To Catch A Scammer: One Man’s Mission To Shut Down An Invoice Scam

It’s rare to see a scam play out in real time and to watch a potential victim turn the tables on the offender. After receiving an invoice from an unknown company for services he did not pay for, Ken from group blog Popehat (who prefers to remain anonymous) did a little digging. He found that the scammers were repeat offenders and that their paper trail, when properly researched, was a mile long.
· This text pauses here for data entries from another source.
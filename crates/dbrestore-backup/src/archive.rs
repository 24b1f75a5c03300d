//! Archiving of a previous dump before a new one is written.

use crate::files::list_table_files;
use chrono::Utc;
use dbrestore_core::constants::METADATA_FILENAME;
use dbrestore_core::Result;
use flate2::write::GzEncoder;
use flate2::Compression;
use std::fs::File;
use std::path::{Path, PathBuf};
use tar::Builder as TarBuilder;
use tracing::info;

/// Packs every dump file in `dir` into `archive-<timestamp>.tar.gz` inside
/// `dir`, then removes the packed files.
///
/// Returns the path of the created archive. Files that are not part of a
/// dump (earlier archives included) are left alone.
pub async fn archive_dump(dir: &Path) -> Result<PathBuf> {
    let mut files: Vec<String> = list_table_files(dir)
        .await?
        .into_iter()
        .map(|table| format!("{table}.json"))
        .collect();
    if dir.join(METADATA_FILENAME).is_file() {
        files.push(METADATA_FILENAME.to_string());
    }

    let stamp = Utc::now().format("%Y-%m-%dT%H-%M-%S-%3fZ");
    let archive_path = dir.join(format!("archive-{stamp}.tar.gz"));

    let dir_owned = dir.to_path_buf();
    let target = archive_path.clone();
    let packed = files.clone();
    tokio::task::spawn_blocking(move || write_archive(&dir_owned, &target, &packed))
        .await
        .map_err(std::io::Error::other)??;

    for name in &files {
        tokio::fs::remove_file(dir.join(name)).await?;
    }

    info!(
        "Archived {} files to {}",
        files.len(),
        archive_path.display()
    );
    Ok(archive_path)
}

fn write_archive(dir: &Path, destination: &Path, files: &[String]) -> Result<()> {
    let file = File::create(destination)?;
    let encoder = GzEncoder::new(file, Compression::default());
    let mut archive = TarBuilder::new(encoder);

    for name in files {
        archive.append_path_with_name(dir.join(name), name)?;
    }

    archive.into_inner()?.finish()?;
    Ok(())
}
I won’t go into the particulars in this (it’s a five part series starting here), but Ken’s methods, including a PACER search for public records on the scammers, is a fruitful example of how to use public information to expose the ruse. Ken, who is a “current litigator and criminal defense lawyer at a small law firm in Los Angeles,” wrote me that he is using this case as an exercise to show how average folks can bring scammers out of the margins and into the light.
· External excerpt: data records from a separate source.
//! Per-table write strategies

use dbrestore_core::batch::chunk;
use dbrestore_core::{Column, RestoreStrategy, Result, Row};
use dbrestore_providers::DatabaseProvider;
use tracing::debug;

/// Picks the strategy from the live table's primary key.
pub fn select_strategy(live_primary_keys: &[String]) -> RestoreStrategy {
    if live_primary_keys.is_empty() {
        RestoreStrategy::Truncate
    } else {
        RestoreStrategy::Upsert
    }
}

/// Writes `rows` into `table` with `strategy`, one batch at a time.
///
/// The truncate strategy empties the table once, then inserts without a key.
pub async fn apply_strategy(
    provider: &dyn DatabaseProvider,
    table: &str,
    strategy: RestoreStrategy,
    columns: &[Column],
    live_primary_keys: &[String],
    rows: &[Row],
) -> Result<()> {
    let keys: &[String] = match strategy {
        RestoreStrategy::Upsert => live_primary_keys,
        RestoreStrategy::Truncate => {
            provider.truncate(table).await?;
            &[]
        }
    };

    for (i, batch) in chunk(rows).enumerate() {
        debug!("{}: writing batch {} ({} rows)", table, i + 1, batch.len());
        provider.upsert(table, columns, keys, batch).await?;
    }
    Ok(())
}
“I am, in fact, taking this to numerous federal and state law enforcement entities — which will be the subject of either Chapter Six or Chapter Seven, depending on how much time I have this week,” he wrote. “It’s already gone to the Postal Inspectors (the investigative arm of the U.S. Postal Service; they are actually quite good), the FBI, the U.S. Attorney’s Office, the San Bernardino County District Attorney’s Office, and the FTC. I’m going to document how one does all of that optimally.”

The scammers (calling themselves “UST Development”) send fake invoices to companies in hopes that they simply write a check and send it along. The fine print at the bottom says “Thank you for your business. This is not a statement for services rendered but for preventative maintenance,” a bit of weaseling that the scammers purport will keep them out of jail.

Ken notes that these guys are persistent and have spent years living on the margins, hoping that one out of the thousands of emails they send out will snag a rube. He writes:

Scammers don’t stop. They redesign, reload, and repeat scams under different guises, often using similar entity names, similar pitches, and the same telephone numbers or addresses. Thoroughly researching and publicizing one scam may make it more difficult for the scammer to succeed in his next scam.

Will Ken succeed? Well, he is a lawyer. However, I worry that others will fall into this same trap and I could see the day when the first “patent infringement” invoices start popping up in start-up mailboxes if they aren’t already.

In the end, this is one guy against one scammer. But with the techniques Ken is laying out in his posts, we can all learn to deal with this junk a bit better.